***** Source information *****

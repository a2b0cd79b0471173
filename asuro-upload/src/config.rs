// SPDX-License-Identifier: MIT
// Copyright (c) 2026 ADNT Sarl <info@adnt.io>

//! Timing and retry budgets for talking to the bootloader.

use std::time::Duration;

/// Wait after each send before collecting the answer.
pub const DEFAULT_SETTLE_MS: u64 = 100;
/// Extra "Flash" attempts before giving up on the handshake.
pub const DEFAULT_CONNECT_RETRIES: u32 = 100;
/// Extra attempts per page after a bad or missing answer.
pub const DEFAULT_PAGE_RETRIES: u32 = 10;

/// Fixed delays and retry budgets.
///
/// A retry count of `n` allows `n + 1` attempts in total.
#[derive(Clone, Debug, PartialEq, Eq)]
pub struct Timing {
    pub settle_delay: Duration,
    pub connect_retries: u32,
    pub page_retries: u32,
}

impl Default for Timing {
    fn default() -> Self {
        Self {
            settle_delay: Duration::from_millis(DEFAULT_SETTLE_MS),
            connect_retries: DEFAULT_CONNECT_RETRIES,
            page_retries: DEFAULT_PAGE_RETRIES,
        }
    }
}

impl Timing {
    /// Same budgets, no settle delay. Used against in-memory links.
    pub fn immediate() -> Self {
        Self {
            settle_delay: Duration::ZERO,
            ..Self::default()
        }
    }

    /// Block for the settle delay, if any.
    pub fn settle(&self) {
        if !self.settle_delay.is_zero() {
            std::thread::sleep(self.settle_delay);
        }
    }
}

*****

## [What the exercise asks]
Would you output every entry exactly as it was written?

## [Reply to the exercise]
repository a2b0cd79b0471173
filename asuro-upload/src/config.rs
// SPDX-License-Identifier: MIT
// Copyright (c) 2026 ADNT Sarl <info@adnt.io>

//! Timing and retry budgets for talking to the bootloader.

use std::time::Duration;

/// Wait after each send before collecting the answer.
pub const DEFAULT_SETTLE_MS: u64 = 100;
/// Extra "Flash" attempts before giving up on the handshake.
pub const DEFAULT_CONNECT_RETRIES: u32 = 100;
/// Extra attempts per page after a bad or missing answer.
pub const DEFAULT_PAGE_RETRIES: u32 = 10;

/// Fixed delays and retry budgets.
///
/// A retry count of `n` allows `n + 1` attempts in total.
#[derive(Clone, Debug, PartialEq, Eq)]
pub struct Timing {
    pub settle_delay: Duration,
    pub connect_retries: u32,
    pub page_retries: u32,
}

impl Default for Timing {
    fn default() -> Self {
        Self {
            settle_delay: Duration::from_millis(DEFAULT_SETTLE_MS),
            connect_retries: DEFAULT_CONNECT_RETRIES,
            page_retries: DEFAULT_PAGE_RETRIES,
        }
    }
}

impl Timing {
    /// Same budgets, no settle delay. Used against in-memory links.
    pub fn immediate() -> Self {
        Self {
            settle_delay: Duration::ZERO,
            ..Self::default()
        }
    }

    /// Block for the settle delay, if any.
    pub fn settle(&self) {
        if !self.settle_delay.is_zero() {
            std::thread::sleep(self.settle_delay);
        }
    }
}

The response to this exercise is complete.